A visual and emotional splendid evocation of the lives of two English poets
3 July 2001 | by (Santa Monica, CA) – See all my reviews

At last, a film that depicts the lives and creative angst of poets that rings true, not just in its literal evocation but in the poetic handling of their inner worlds concurrent with their outer ones...their relationships, their involvement in the politics of their time. Above all, the passion that can possess a creative mind to the point of near self-destruction. Coleridge, the main protagonist in this film, is depicted (and well portrayed by Linus Roache) in all his struggles to reach the deepest source in himself, leading sadly to his addiction to laudanum. We're given graphic images of his creative process, the imagination (of both the poet and film-maker, much credit to Julien Temple) made visual (with some interesting references to our contemporary world). We see Wordsworth pretty much through the eyes of Coleridge and his relationship with him and his sister.
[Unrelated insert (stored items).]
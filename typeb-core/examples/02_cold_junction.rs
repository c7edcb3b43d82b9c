//! Cold-Junction Compensation Example
//!
//! A thermocouple only measures the difference between its two junctions.
//! When the terminal block warms up, the raw reading understates the tip
//! temperature. This example shows how much compensation adds back.
//!
//! ## Running the Example
//!
//! ```bash
//! cargo run --example 02_cold_junction
//! ```

use typeb_core::{celsius_to_fahrenheit, TypeB};

fn main() {
    println!("Type B Cold-Junction Compensation Example");
    println!("=========================================\n");

    let tc = TypeB::new();

    // Furnace tip held at 1200°C; the terminal block heats up over time
    let tip_c = 1200.0_f32;
    let tip_mv = tc.millivolts_from_celsius(tip_c);
    println!("Tip at {}°C produces {:.4} mV against a 0°C reference\n", tip_c, tip_mv);

    println!(
        "{:>10} | {:>10} | {:>12} | {:>12} | {:>8}",
        "ambient °C", "reading mV", "absolute °C", "compensated", "error"
    );
    println!("{}", "-".repeat(64));

    for ambient_c in [0.0_f32, 25.0, 50.0, 100.0, 200.0, 400.0] {
        let ambient_mv = tc.millivolts_from_celsius(ambient_c);
        let reading = (tip_mv - ambient_mv) as f32;

        let absolute = tc.temperature_celsius(reading);
        let compensated = tc.temperature_celsius_compensated(reading, ambient_c);

        println!(
            "{:>10.1} | {:>10.4} | {:>12.2} | {:>12.2} | {:>8.2}",
            ambient_c,
            reading,
            absolute,
            compensated,
            f64::from(tip_c) - absolute
        );
    }

    // Same thing with the ambient sensor reporting Fahrenheit
    let ambient_f = 212.0_f32;
    let reading = (tip_mv - tc.millivolts_from_fahrenheit(ambient_f)) as f32;
    let tip_f = tc.temperature_fahrenheit_compensated(reading, ambient_f);
    println!(
        "\nAmbient {}°F: compensated tip {:.2}°F (expected {:.2}°F)",
        ambient_f,
        tip_f,
        celsius_to_fahrenheit(f64::from(tip_c))
    );

    println!("\nType B output is tiny near room temperature, so small ambients barely matter;");
    println!("a hot terminal block does.");
}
Dorothy (beautifully played by Emily Woof). A Wordsworth fan might easily be critical of such a view, but this after all is Coleridge's day in the sun (or shade). Even if you're not a poetry enthusiast (which, alas, counts too many, especially in American culture) this film can bring you entertainment and much more...the suggestion that within us all lies a source of beauty that can allow us to appreciate it in its verbal form. See it! It's in my view one of the finest films in many a moon.